The global leader of consumer personal hygiene products Johnson & Johnson has just suffered one more very costly lawsuit in federal court. In May 2016, for the second time in less than three months, a St. Louis jury awarded a South Dakota woman $55 million after agreeing with the plaintiff that Johnson & Johnson’s baby powder and other talcum-based personal hygiene products directly caused her ovarian cancer. While the connection between cancer and talcum powder might be an unexpected surprise to many consumers, it could be that manufacturers have known of the product’s hidden risks for decades.
A quick dusting of talcum powder is a common use for many of Johnson & Johnson’s talcum base products including Shower to Shower, Baby Powder and others. Many consumers use the products to reduce diaper irritation and rashes in infants and as a quick moisture absorbing solution around adult genital areas. However, these uses might be dangerous.

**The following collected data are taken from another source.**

/// One-shot collaborative-filtering training worker.
///
/// Loads the last 90 days of interactions, trains user/product latent
/// factors with SGD, persists them to the feature blob store and replaces
/// each user's cached top-K. Intended to run from cron.
///
/// Usage:
///   DATABASE_URL=postgres://... REDIS_URL=redis://... LATENT_DIM=32 cf-train-job
use feed_ranking_service::{
    cache::RedisFeedCache,
    store::{FeatureRepository, InteractionRepository},
    CfTrainer, Config,
};
use sqlx::postgres::PgPoolOptions;
use std::sync::Arc;
use tracing::info;
use tracing_subscriber::{fmt, prelude::*, EnvFilter};

#[tokio::main]
async fn main() -> anyhow::Result<()> {
    tracing_subscriber::registry()
        .with(fmt::layer())
        .with(EnvFilter::from_default_env())
        .init();

    let config = Config::from_env()?;

    let cache = Arc::new(RedisFeedCache::from_url(&config.redis.url)?);
    let pool = PgPoolOptions::new()
        .max_connections(config.database.pool_size)
        .connect(&config.database.url)
        .await?;

    let interactions = Arc::new(InteractionRepository::new(pool.clone()));
    let features = Arc::new(FeatureRepository::new(pool));

    let trainer = CfTrainer::new(interactions, features, cache, config.trainer.clone());
    let stats = trainer.run_once().await?;

    info!(
        rows = stats.rows_loaded,
        users = stats.users_trained,
        products = stats.products_trained,
        top_k_written = stats.top_k_written,
        duration_ms = stats.duration_ms,
        "CF training job complete"
    );

    Ok(())
}
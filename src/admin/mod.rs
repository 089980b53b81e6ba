//! Admin API for inspecting the live policies.
//!
//! Served on its own listener, disabled by default, bearer-key protected.

pub mod auth;
pub mod handlers;

use axum::{
    middleware,
    routing::{get, post},
    Router,
};
use std::sync::Arc;
use std::time::Instant;

use self::auth::admin_auth_middleware;
use self::handlers::*;
use crate::config::AdminConfig;
use crate::policies::Policies;

/// State shared by the admin handlers.
#[derive(Clone)]
pub struct AdminState {
    pub policies: Arc<Policies>,
    pub api_key: Arc<str>,
    pub started_at: Instant,
}

impl AdminState {
    pub fn new(policies: Arc<Policies>, config: &AdminConfig) -> Self {
        Self {
            policies,
            api_key: Arc::from(config.api_key.as_str()),
            started_at: Instant::now(),
        }
    }
}

pub fn setup_admin_router(state: AdminState) -> Router {
    Router::new()
        .route("/admin/status", get(get_status))
        .route("/admin/limiter", get(get_limiter))
        .route("/admin/breakers", get(get_breakers))
        .route("/admin/evict", post(post_evict))
        .layer(middleware::from_fn_with_state(
            state.clone(),
            admin_auth_middleware,
        ))
        .with_state(state)
}

#[cfg(test)]
mod tests {
    use super::*;
    use crate::clock::ManualClock;
    use crate::config::GatewayConfig;
    use crate::resilience::Outcome;
    use axum::{
        body::Body,
        http::{header, Request, StatusCode},
    };
    use tower::ServiceExt;

    fn router() -> (Arc<Policies>, Router) {
        let policies = Arc::new(Policies::from_config(
            &GatewayConfig::default(),
            Arc::new(ManualClock::new()),
        ));
        let config = AdminConfig {
            enabled: true,
            api_key: "s3cret".into(),
            ..AdminConfig::default()
        };
        let router = setup_admin_router(AdminState::new(policies.clone(), &config));
        (policies, router)
    }

    fn request(method: &str, uri: &str, key: Option<&str>) -> Request<Body> {
        let mut builder = Request::builder().method(method).uri(uri);
        if let Some(key) = key {
            builder = builder.header(header::AUTHORIZATION, format!("Bearer {key}"));
        }
        builder.body(Body::empty()).unwrap()
    }

    async fn json(router: Router, req: Request<Body>) -> serde_json::Value {
        let response = router.oneshot(req).await.unwrap();
        assert_eq!(response.status(), StatusCode::OK);
        let bytes = axum::body::to_bytes(response.into_body(), usize::MAX)
            .await
            .unwrap();
        serde_json::from_slice(&bytes).unwrap()
    }

    #[tokio::test]
    async fn test_requires_bearer_key() {
        let (_, router) = router();
        let response = router
            .clone()
            .oneshot(request("GET", "/admin/status", None))
            .await
            .unwrap();
        assert_eq!(response.status(), StatusCode::UNAUTHORIZED);

        let response = router
            .oneshot(request("GET", "/admin/status", Some("wrong")))
            .await
            .unwrap();
        assert_eq!(response.status(), StatusCode::UNAUTHORIZED);
    }

    #[tokio::test]
    async fn test_status_counts_tracked_keys() {
        let (policies, router) = router();
        policies.rate_limiter.consume("client-a", 1);
        policies.breakers.check_admission("GET:/x");

        let body = json(router, request("GET", "/admin/status", Some("s3cret"))).await;
        assert_eq!(body["status"], "operational");
        assert_eq!(body["tracked_clients"], 1);
        assert_eq!(body["tracked_routes"], 1);
        assert_eq!(body["open_circuits"], 0);
    }

    #[tokio::test]
    async fn test_breakers_lists_states() {
        let (policies, router) = router();
        for _ in 0..5 {
            policies.breakers.check_admission("GET:/x");
            policies.breakers.record_outcome("GET:/x", Outcome::ServerError);
        }

        let body = json(router, request("GET", "/admin/breakers", Some("s3cret"))).await;
        assert_eq!(body["open_timeout_secs"], 60);
        assert_eq!(body["breakers"][0]["route"], "GET:/x");
        assert_eq!(body["breakers"][0]["state"], "OPEN");
    }

    #[tokio::test]
    async fn test_limiter_settings() {
        let (_, router) = router();
        let body = json(router, request("GET", "/admin/limiter", Some("s3cret"))).await;
        assert_eq!(body["requests_per_window"], 60);
        assert_eq!(body["window_secs"], 60);
        assert_eq!(body["enabled"], true);
    }

    #[tokio::test]
    async fn test_evict_reports_counts() {
        let (_, router) = router();
        let body = json(router, request("POST", "/admin/evict", Some("s3cret"))).await;
        assert_eq!(body["rate_limit"], 0);
        assert_eq!(body["circuit_breaker"], 0);
    }
}
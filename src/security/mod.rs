//! Security subsystem.
//!
//! # Data Flow
//! ```text
//! Incoming request:
//!     → identity.rs (lift authenticated identity into the request)
//!     → exempt.rs (health/docs paths skip the policies)
//!     → rate_limit.rs (per-client token bucket)
//!     → Pass to circuit breaker
//!
//! Outgoing response:
//!     → headers.rs (protective response headers)
//! ```
//!
//! # Design Decisions
//! - Anonymous clients are keyed by a hash of their address, never the raw IP
//! - Authenticated and anonymous clients never share a bucket
//! - Forwarded-for headers are only trusted when configured

pub mod exempt;
pub mod headers;
pub mod identity;
pub mod rate_limit;

pub use exempt::{ExemptPaths, SharedExemptPaths};
pub use identity::ClientIdentity;
pub use rate_limit::{client_key, RateLimitDecision, RateLimiter, TokenBucket};
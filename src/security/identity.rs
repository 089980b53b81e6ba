//! Client identity middleware.
//!
//! Token verification happens in front of the gateway. When auth is
//! enabled, the authenticator's identity header is lifted into a
//! [`ClientIdentity`] request extension for the rate limiter to key on.
//!
//! The header is trusted as-is. The authenticator in front must strip or
//! overwrite any client-supplied copy; otherwise a client picks a fresh
//! rate limit bucket per value it sends. Leave auth disabled when the
//! gateway is reachable without that authenticator.

use axum::{
    body::Body,
    extract::State,
    http::{HeaderName, Request},
    middleware::Next,
    response::Response,
};

use crate::config::AuthConfig;

/// State required for identity extraction.
#[derive(Clone, Debug)]
pub struct IdentityState {
    pub enabled: bool,
    pub header: HeaderName,
}

impl IdentityState {
    pub fn from_config(config: &AuthConfig) -> Self {
        // Validation rejects bad header names when auth is enabled.
        let header = HeaderName::from_bytes(config.identity_header.as_bytes())
            .unwrap_or_else(|_| HeaderName::from_static("x-authenticated-user"));
        Self {
            enabled: config.enabled,
            header,
        }
    }
}

/// Identity attached to authenticated requests.
#[derive(Clone, Debug, PartialEq, Eq)]
pub struct ClientIdentity(pub String);

impl ClientIdentity {
    pub fn as_str(&self) -> &str {
        &self.0
    }
}

/// Lift the identity header into [`ClientIdentity`] when auth is enabled.
///
/// Values are taken verbatim (trimmed); see the module docs for the trust
/// requirement on the upstream authenticator.
pub async fn identity_middleware(
    State(state): State<IdentityState>,
    mut req: Request<Body>,
    next: Next,
) -> Response {
    if !state.enabled {
        return next.run(req).await;
    }

    let identity = req
        .headers()
        .get(&state.header)
        .and_then(|v| v.to_str().ok())
        .map(str::trim)
        .filter(|v| !v.is_empty())
        .map(|v| ClientIdentity(v.to_string()));

    if let Some(identity) = identity {
        req.extensions_mut().insert(identity);
    }
    next.run(req).await
}
//! Shutdown coordination for the gateway.

use tokio::sync::watch;

/// Coordinator for graceful shutdown.
///
/// Every long-running task holds a [`ShutdownSignal`]. Dropping the
/// coordinator counts as a trigger.
pub struct Shutdown {
    tx: watch::Sender<bool>,
}

/// A handle that resolves once shutdown has been triggered.
#[derive(Clone, Debug)]
pub struct ShutdownSignal {
    rx: watch::Receiver<bool>,
}

impl Shutdown {
    pub fn new() -> Self {
        let (tx, _) = watch::channel(false);
        Self { tx }
    }

    pub fn subscribe(&self) -> ShutdownSignal {
        ShutdownSignal {
            rx: self.tx.subscribe(),
        }
    }

    /// Trigger shutdown. Subscribers created afterwards resolve immediately.
    pub fn trigger(&self) {
        self.tx.send_replace(true);
    }

    pub fn is_triggered(&self) -> bool {
        *self.tx.borrow()
    }
}

impl Default for Shutdown {
    fn default() -> Self {
        Self::new()
    }
}

impl ShutdownSignal {
    /// Wait for the trigger.
    pub async fn wait(mut self) {
        let _ = self.rx.wait_for(|triggered| *triggered).await;
    }
}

Recent findings reported by the International Agency for Research on Cancer (IARC) and the American Cancer Society are noting a connection between inhaling significant amounts of the talc powder to chronic and acute lung irritation, naming the condition “talcosis.” Many wise consumers have begun using cornstarch powder as a reliable, safe alternative to avoid direct contact with potentially harmful elements that make up the natural occurring talc mineral including magnesium, silicon and oxygen.